God is a God of ordinary days...

so i was at the gas station today, and as i was watching a million dollars fly out of the pump (doesn't it really feel like that nowadays?) i realized that my tires could use a little air. i drive my car over to the air and water pump, and paid 75 cents for the air i breathe. but it didn't start. so i go in, ask him to turn it on, and with a glare he does. but then the hose was stuck, i couldn't get it to go more than three feet. so i go in again, and kindly explain to the man that the hose is stuck and i cant get it out, and after staring at me with a blank look and a shrug of the shoulders, a man in line offers to help me out.
as you read that, was your first thought, "run away, quick, don't trust him!" mine sure was. he was an hispanic middle-aged man who has worked with his hands in the sun his whole life. and im pretty sure he was missing a few teeth. my instinct was to slam the door shut and peel out, but i fought it, and said, okay, as my feet were already following him out the door. my brain was doing battle, do i trust him or not? i always felt like, in the situation, i would rather hurt someones feelings by being guarded and not trusting them, rather than get myself into major trouble, but when i was faced with reality, i decided to choose the path of Jesus, and do unto others. i decided i was going to trust him, because even though i live in the middle of the valley, it was broad daylight and there were a million cars in line. and if i wanted to help someone out, i would want them to trust me.
so he helps me get the hose unstuck, and insists on filling my tires for me. now my first thought was, "he wants money." how pathetic of me. he didn't, of course, but if he did, shouldn't i be able to offer a few dollars to a kind gentleman helping out a lady? he was very nice, and when i called him sir he protested, saying it made him feel old. when the air ran out before we were finished, he went in and insisted that the air get turned back on, without me having to pay anything. he said that for as much business as he gives them (i wonder how many cars he has?), they can do him a favor too. and they did. a bit petulantly, if you ask me, but what can you expect from a gas station attendant? im sure with the price of gas today his customers as less than thrilled when they see him, so really, who can blame him entirely? he got the air turned on twice more for me, i would have had to pay $2.25 for stupid AIR otherwise. im fully against the idea of having to pay for air, it sounds so ridiculous i can hardly get the sentence out. anyway, the man helps me, saves me a dollar, and all ends well. as i was driving away, i was thinking about who i am, the kind of person who instantly judges someone by the stories they've heard, and is on guard at all times. i don't want people to be on guard when they are around me, so shouldn't i show trust to others? how else are we going to change this world?
the bible says that the only way people will know we are "christians" is by our love. i hope that today i showed a little bit more faith to one man than he probably gets in a month. (i use " " around christians, because i hesitate to use that word to define myself...this is a whole 'nother blog...historically christians haven't done a very good job showing jesus to people, but rather making them run farther away, and i don't want to be like that. i don't want to be associated with hellfire and brimstone protestors, soap-box preachers, and televangelists that only want your money. im not trying to speak ill of them, because they have a message too, but i am saying that i am a person of love, or i desire to be, and that, above all else, is what i want to shine through.)

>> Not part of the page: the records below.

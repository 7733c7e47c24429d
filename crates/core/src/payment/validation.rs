//! Payment validation.
//!
//! Validation runs before any mutation: a finalize that fails validation
//! leaves no partial state behind.

use rust_decimal::Decimal;
use thiserror::Error;

use payrun_shared::types::id::{BatchId, BudgetLineId, PaymentId};

use super::types::{Payment, PaymentStatus};

/// A single validation failure on a staged payment.
#[derive(Debug, Error)]
pub enum ValidationError {
    /// Finalize was called with no payments.
    #[error("Batch must include at least one payment")]
    EmptyBatch,

    /// Referenced payment does not exist.
    #[error("Payment not found: {0}")]
    PaymentNotFound(PaymentId),

    /// Vendor name is empty.
    #[error("Payment {0} has no vendor")]
    MissingVendor(PaymentId),

    /// Pre-tax base amount must be positive.
    #[error("Payment {payment_id} has non-positive base amount {amount}")]
    NonPositiveAmount {
        /// The offending payment.
        payment_id: PaymentId,
        /// The rejected amount.
        amount: Decimal,
    },

    /// FX rate must be positive.
    #[error("Payment {payment_id} has non-positive FX rate {rate}")]
    NonPositiveFxRate {
        /// The offending payment.
        payment_id: PaymentId,
        /// The rejected rate.
        rate: Decimal,
    },

    /// Partial percentage outside (0, 100].
    #[error("Payment {payment_id} has partial percentage {percentage} outside (0, 100]")]
    PercentageOutOfRange {
        /// The offending payment.
        payment_id: PaymentId,
        /// The rejected percentage.
        percentage: Decimal,
    },

    /// Payment status does not allow finalization.
    #[error("Payment {payment_id} is {status} and cannot be finalized")]
    NotFinalizable {
        /// The offending payment.
        payment_id: PaymentId,
        /// Its current status.
        status: PaymentStatus,
    },

    /// Payment already belongs to another batch.
    #[error("Payment {payment_id} already belongs to batch {batch_id}")]
    AlreadyInBatch {
        /// The offending payment.
        payment_id: PaymentId,
        /// The batch it belongs to.
        batch_id: BatchId,
    },

    /// Referenced budget line is not registered.
    #[error("Payment {payment_id} references unknown budget line {budget_line_id}")]
    UnknownBudgetLine {
        /// The offending payment.
        payment_id: PaymentId,
        /// The unknown line.
        budget_line_id: BudgetLineId,
    },

    /// A required withholding or levy rate could not be resolved.
    ///
    /// Finalizing with a silently-zero withholding would under-withhold, so
    /// this is a validation failure, never a default.
    #[error(
        "Payment {payment_id} has no registered rate for procurement type \
         {procurement_type:?} / tax type {tax_type:?}"
    )]
    UnresolvedRates {
        /// The offending payment.
        payment_id: PaymentId,
        /// Its procurement type.
        procurement_type: String,
        /// Its tax type.
        tax_type: String,
    },
}

/// Validates the intrinsic fields and eligibility of one staged payment.
///
/// # Errors
///
/// Returns the first field-level failure found on this payment.
pub fn validate_payment(payment: &Payment) -> Result<(), ValidationError> {
    if payment.vendor.trim().is_empty() {
        return Err(ValidationError::MissingVendor(payment.id));
    }
    if payment.base_amount <= Decimal::ZERO {
        return Err(ValidationError::NonPositiveAmount {
            payment_id: payment.id,
            amount: payment.base_amount,
        });
    }
    if payment.fx_rate <= Decimal::ZERO {
        return Err(ValidationError::NonPositiveFxRate {
            payment_id: payment.id,
            rate: payment.fx_rate,
        });
    }
    if let Some(percentage) = payment.partial_percent {
        if percentage <= Decimal::ZERO || percentage > Decimal::ONE_HUNDRED {
            return Err(ValidationError::PercentageOutOfRange {
                payment_id: payment.id,
                percentage,
            });
        }
    }
    if let Some(batch_id) = payment.batch_id {
        return Err(ValidationError::AlreadyInBatch {
            payment_id: payment.id,
            batch_id,
        });
    }
    if !payment.status.is_finalizable() {
        return Err(ValidationError::NotFinalizable {
            payment_id: payment.id,
            status: payment.status,
        });
    }
    Ok(())
}

#[cfg(test)]
mod tests {
    use super::*;
    use crate::calc::{PaymentMode, VatDecision};
    use payrun_shared::types::id::BudgetLineId;
    use payrun_shared::types::money::Currency;
    use rust_decimal_macros::dec;

    fn payment() -> Payment {
        Payment {
            id: PaymentId::new(),
            vendor: "Acme Supplies".to_string(),
            description: "Stationery".to_string(),
            procurement_type: "goods".to_string(),
            tax_type: "nhil".to_string(),
            vat_decision: VatDecision::Yes,
            currency: Currency::Ghs,
            fx_rate: Decimal::ONE,
            base_amount: dec!(1000),
            budget_line_id: BudgetLineId::new(),
            department: "Admin".to_string(),
            payment_mode: PaymentMode::BankTransfer,
            partial_percent: None,
            status: PaymentStatus::Pending,
            batch_id: None,
            taxes: None,
            remaining_balance: Decimal::ZERO,
        }
    }

    #[test]
    fn test_valid_payment_passes() {
        assert!(validate_payment(&payment()).is_ok());
    }

    #[test]
    fn test_missing_vendor() {
        let mut p = payment();
        p.vendor = "   ".to_string();
        assert!(matches!(
            validate_payment(&p),
            Err(ValidationError::MissingVendor(_))
        ));
    }

    #[test]
    fn test_non_positive_amount() {
        let mut p = payment();
        p.base_amount = Decimal::ZERO;
        assert!(matches!(
            validate_payment(&p),
            Err(ValidationError::NonPositiveAmount { .. })
        ));
    }

    #[test]
    fn test_non_positive_fx_rate() {
        let mut p = payment();
        p.fx_rate = dec!(-1);
        assert!(matches!(
            validate_payment(&p),
            Err(ValidationError::NonPositiveFxRate { .. })
        ));
    }

    #[test]
    fn test_percentage_out_of_range() {
        let mut p = payment();
        p.partial_percent = Some(dec!(120));
        assert!(matches!(
            validate_payment(&p),
            Err(ValidationError::PercentageOutOfRange { .. })
        ));

        p.partial_percent = Some(dec!(40));
        assert!(validate_payment(&p).is_ok());
    }

    #[test]
    fn test_paid_payment_rejected() {
        let mut p = payment();
        p.status = PaymentStatus::Paid;
        assert!(matches!(
            validate_payment(&p),
            Err(ValidationError::NotFinalizable { .. })
        ));
    }

    #[test]
    fn test_payment_in_another_batch_rejected() {
        let mut p = payment();
        p.batch_id = Some(BatchId::new());
        assert!(matches!(
            validate_payment(&p),
            Err(ValidationError::AlreadyInBatch { .. })
        ));
    }
}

as i was on the freeway, on my way home from running errands, an older black suburban drove by me. now, you know how you can by those stupid fake bullet holes to put on your car? well, this guy had a bunch on his, only...they were real!!! real bullet holes!!! it was not the most pleasant of images, but i did find a little irony that on the 118 i saw what most people see on the news. well.

2 comments:

Anonymous said...

Most of my downers come from relations with other people. Most of my good times come from relations with other people. I do not know how to eliminate one without elmiinating the other. Therefore, I choose to trust people until they plrove unworthy of my trust.

With love and sdmiration, Grandpa

Amy said...

ok katie girl. i love you. ;)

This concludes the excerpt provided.